* What this task involves: Scan the entries below, and for each line that includes the word "validate", make a copy.

[Collected data]
--- START ---

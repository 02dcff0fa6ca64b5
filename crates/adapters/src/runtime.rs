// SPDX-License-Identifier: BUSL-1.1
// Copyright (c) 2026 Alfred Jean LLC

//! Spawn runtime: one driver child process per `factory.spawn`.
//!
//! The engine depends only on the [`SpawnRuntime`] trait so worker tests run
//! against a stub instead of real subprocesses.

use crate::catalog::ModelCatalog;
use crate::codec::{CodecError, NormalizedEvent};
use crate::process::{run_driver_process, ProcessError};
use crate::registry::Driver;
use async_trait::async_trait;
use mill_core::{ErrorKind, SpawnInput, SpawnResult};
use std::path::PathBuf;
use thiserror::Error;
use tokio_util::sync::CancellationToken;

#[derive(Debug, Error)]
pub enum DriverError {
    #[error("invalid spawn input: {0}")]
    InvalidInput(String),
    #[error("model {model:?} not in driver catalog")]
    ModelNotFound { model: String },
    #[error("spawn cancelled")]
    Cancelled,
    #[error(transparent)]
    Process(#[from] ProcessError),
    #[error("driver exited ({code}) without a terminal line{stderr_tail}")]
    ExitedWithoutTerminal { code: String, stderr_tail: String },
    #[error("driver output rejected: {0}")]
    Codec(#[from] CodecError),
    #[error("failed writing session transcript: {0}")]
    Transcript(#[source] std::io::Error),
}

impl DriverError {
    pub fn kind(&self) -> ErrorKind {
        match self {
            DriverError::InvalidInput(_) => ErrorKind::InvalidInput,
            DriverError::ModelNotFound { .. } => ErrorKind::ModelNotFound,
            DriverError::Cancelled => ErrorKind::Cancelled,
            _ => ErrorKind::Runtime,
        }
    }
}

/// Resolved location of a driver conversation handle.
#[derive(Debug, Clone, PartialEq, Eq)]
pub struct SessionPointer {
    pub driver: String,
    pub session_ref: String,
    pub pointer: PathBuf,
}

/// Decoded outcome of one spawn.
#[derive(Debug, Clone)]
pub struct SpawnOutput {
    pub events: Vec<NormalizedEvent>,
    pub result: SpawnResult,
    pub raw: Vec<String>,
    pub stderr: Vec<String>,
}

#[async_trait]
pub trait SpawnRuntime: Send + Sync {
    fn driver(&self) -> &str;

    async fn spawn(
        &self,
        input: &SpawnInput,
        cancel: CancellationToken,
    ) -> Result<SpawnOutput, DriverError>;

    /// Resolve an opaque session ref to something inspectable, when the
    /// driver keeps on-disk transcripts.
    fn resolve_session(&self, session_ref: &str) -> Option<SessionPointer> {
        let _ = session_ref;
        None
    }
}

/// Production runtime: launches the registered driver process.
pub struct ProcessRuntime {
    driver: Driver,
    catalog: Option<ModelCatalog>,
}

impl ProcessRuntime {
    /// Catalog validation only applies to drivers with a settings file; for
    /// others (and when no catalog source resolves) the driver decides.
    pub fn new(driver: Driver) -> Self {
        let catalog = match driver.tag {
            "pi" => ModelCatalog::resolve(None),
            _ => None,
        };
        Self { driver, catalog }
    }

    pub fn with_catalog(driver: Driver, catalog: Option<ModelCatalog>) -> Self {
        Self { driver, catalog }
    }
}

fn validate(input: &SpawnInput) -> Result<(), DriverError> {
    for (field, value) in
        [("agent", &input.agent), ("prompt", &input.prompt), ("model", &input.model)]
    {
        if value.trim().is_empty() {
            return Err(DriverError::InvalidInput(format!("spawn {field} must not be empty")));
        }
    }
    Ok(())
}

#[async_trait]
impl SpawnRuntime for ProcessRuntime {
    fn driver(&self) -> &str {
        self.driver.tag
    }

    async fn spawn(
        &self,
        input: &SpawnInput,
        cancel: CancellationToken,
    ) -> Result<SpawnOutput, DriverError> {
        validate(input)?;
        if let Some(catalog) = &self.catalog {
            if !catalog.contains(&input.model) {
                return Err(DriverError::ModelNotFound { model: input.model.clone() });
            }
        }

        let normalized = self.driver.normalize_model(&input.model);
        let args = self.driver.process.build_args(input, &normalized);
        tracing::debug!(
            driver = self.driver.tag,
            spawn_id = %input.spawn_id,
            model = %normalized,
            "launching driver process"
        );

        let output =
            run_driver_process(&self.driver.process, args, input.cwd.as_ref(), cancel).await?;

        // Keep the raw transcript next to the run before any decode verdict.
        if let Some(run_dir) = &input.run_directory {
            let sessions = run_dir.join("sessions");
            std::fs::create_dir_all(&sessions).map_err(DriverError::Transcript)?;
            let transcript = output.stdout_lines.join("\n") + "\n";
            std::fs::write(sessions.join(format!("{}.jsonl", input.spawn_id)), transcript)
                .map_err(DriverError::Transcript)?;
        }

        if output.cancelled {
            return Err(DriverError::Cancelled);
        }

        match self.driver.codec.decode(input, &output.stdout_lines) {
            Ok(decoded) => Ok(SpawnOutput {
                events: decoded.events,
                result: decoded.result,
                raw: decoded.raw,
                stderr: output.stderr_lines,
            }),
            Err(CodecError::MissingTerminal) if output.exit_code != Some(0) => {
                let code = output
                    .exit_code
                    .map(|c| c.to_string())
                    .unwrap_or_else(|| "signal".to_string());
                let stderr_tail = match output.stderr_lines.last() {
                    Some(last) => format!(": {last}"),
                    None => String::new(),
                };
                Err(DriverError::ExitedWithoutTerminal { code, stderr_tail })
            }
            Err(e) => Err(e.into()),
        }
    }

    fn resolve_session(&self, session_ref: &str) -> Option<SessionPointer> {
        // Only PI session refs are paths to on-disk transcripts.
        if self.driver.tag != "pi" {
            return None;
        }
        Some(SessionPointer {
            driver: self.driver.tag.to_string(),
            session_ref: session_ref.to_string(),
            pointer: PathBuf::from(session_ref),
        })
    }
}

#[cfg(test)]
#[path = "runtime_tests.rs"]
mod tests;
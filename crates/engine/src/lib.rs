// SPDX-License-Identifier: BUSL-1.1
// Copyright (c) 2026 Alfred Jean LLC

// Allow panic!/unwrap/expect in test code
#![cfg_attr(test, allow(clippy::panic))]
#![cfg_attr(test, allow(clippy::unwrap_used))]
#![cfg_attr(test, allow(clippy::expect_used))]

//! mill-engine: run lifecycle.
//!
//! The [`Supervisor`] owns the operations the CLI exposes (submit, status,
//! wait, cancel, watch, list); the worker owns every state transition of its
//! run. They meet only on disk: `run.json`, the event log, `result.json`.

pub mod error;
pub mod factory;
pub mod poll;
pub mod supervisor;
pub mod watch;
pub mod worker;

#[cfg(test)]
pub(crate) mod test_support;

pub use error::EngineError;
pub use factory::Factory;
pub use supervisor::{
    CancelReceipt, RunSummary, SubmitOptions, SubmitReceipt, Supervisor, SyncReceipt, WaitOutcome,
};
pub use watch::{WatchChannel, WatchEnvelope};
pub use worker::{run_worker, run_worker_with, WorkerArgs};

--- END ---
--- START ---

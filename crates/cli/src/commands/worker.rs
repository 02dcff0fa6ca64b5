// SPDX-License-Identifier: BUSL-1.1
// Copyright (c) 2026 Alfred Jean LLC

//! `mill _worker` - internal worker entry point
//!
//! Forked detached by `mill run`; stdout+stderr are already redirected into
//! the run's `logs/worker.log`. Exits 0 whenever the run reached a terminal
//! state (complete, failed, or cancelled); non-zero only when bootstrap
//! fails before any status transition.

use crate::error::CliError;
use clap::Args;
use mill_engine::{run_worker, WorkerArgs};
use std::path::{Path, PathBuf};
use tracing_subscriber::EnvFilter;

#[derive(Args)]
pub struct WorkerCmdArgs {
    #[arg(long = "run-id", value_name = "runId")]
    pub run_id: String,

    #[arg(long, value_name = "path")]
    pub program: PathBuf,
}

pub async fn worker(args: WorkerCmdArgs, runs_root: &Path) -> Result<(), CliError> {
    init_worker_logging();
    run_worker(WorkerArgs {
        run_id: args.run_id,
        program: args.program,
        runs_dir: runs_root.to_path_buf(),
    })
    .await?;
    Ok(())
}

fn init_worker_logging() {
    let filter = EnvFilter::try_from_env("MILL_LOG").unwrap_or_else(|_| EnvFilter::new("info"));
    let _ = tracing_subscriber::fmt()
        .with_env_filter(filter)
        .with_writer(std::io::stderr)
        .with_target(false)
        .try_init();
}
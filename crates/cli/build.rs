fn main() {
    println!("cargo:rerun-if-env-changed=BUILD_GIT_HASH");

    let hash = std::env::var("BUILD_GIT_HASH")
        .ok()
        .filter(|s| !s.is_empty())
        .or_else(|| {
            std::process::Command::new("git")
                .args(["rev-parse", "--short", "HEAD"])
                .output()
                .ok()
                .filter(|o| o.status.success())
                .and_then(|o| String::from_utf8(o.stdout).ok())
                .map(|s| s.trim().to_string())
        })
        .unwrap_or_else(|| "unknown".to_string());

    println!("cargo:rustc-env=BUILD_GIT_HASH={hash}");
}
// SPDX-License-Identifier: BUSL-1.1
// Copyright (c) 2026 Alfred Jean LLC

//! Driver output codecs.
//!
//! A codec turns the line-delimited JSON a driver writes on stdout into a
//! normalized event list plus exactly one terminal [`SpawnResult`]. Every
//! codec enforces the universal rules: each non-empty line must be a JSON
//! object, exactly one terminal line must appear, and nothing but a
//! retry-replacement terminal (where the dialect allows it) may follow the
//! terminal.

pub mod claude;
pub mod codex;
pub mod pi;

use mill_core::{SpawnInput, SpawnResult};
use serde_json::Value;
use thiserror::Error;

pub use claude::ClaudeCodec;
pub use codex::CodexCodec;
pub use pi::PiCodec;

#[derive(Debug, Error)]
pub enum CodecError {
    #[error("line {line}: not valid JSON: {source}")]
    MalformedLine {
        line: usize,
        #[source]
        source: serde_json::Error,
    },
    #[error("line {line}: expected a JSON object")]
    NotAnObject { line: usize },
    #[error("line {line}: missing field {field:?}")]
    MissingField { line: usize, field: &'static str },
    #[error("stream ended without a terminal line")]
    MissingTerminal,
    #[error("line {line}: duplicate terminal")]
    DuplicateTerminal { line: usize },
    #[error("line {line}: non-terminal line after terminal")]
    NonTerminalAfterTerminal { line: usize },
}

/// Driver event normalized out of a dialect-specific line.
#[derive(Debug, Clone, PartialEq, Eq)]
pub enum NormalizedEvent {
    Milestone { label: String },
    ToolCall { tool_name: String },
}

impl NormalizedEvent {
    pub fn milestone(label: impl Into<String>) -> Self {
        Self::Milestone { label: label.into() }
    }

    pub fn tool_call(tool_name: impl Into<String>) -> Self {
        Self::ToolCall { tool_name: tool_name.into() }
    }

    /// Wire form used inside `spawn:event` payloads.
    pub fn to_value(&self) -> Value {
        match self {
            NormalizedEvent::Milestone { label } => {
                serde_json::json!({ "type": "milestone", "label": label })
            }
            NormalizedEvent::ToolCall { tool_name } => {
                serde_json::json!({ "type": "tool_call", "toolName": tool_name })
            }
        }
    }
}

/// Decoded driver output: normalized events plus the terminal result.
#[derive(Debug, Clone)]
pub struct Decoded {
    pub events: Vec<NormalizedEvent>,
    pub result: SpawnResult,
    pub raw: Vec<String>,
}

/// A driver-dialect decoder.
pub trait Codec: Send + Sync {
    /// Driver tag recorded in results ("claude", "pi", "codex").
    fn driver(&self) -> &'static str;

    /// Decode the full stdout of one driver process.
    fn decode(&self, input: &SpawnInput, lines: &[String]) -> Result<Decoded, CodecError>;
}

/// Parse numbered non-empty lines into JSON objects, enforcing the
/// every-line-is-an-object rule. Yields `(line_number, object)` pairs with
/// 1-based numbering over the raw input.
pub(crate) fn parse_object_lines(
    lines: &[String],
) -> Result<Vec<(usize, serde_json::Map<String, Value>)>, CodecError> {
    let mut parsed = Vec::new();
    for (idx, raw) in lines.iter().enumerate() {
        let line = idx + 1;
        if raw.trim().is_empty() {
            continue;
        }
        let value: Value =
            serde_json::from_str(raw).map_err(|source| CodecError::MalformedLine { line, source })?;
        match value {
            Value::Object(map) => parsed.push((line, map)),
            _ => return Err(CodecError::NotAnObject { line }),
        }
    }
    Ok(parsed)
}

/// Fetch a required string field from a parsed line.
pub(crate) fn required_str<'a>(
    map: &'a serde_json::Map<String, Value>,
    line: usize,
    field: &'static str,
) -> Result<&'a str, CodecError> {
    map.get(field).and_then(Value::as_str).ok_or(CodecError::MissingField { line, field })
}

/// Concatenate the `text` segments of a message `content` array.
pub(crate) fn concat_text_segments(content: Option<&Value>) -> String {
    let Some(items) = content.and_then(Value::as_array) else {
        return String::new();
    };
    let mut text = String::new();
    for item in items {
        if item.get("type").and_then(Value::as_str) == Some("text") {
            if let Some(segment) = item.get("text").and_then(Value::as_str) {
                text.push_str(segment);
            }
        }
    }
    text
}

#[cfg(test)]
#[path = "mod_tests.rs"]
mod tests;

--- END ---

* Expected answer:
fn validate(input: &SpawnInput) -> Result<(), DriverError> {
        validate(input)?;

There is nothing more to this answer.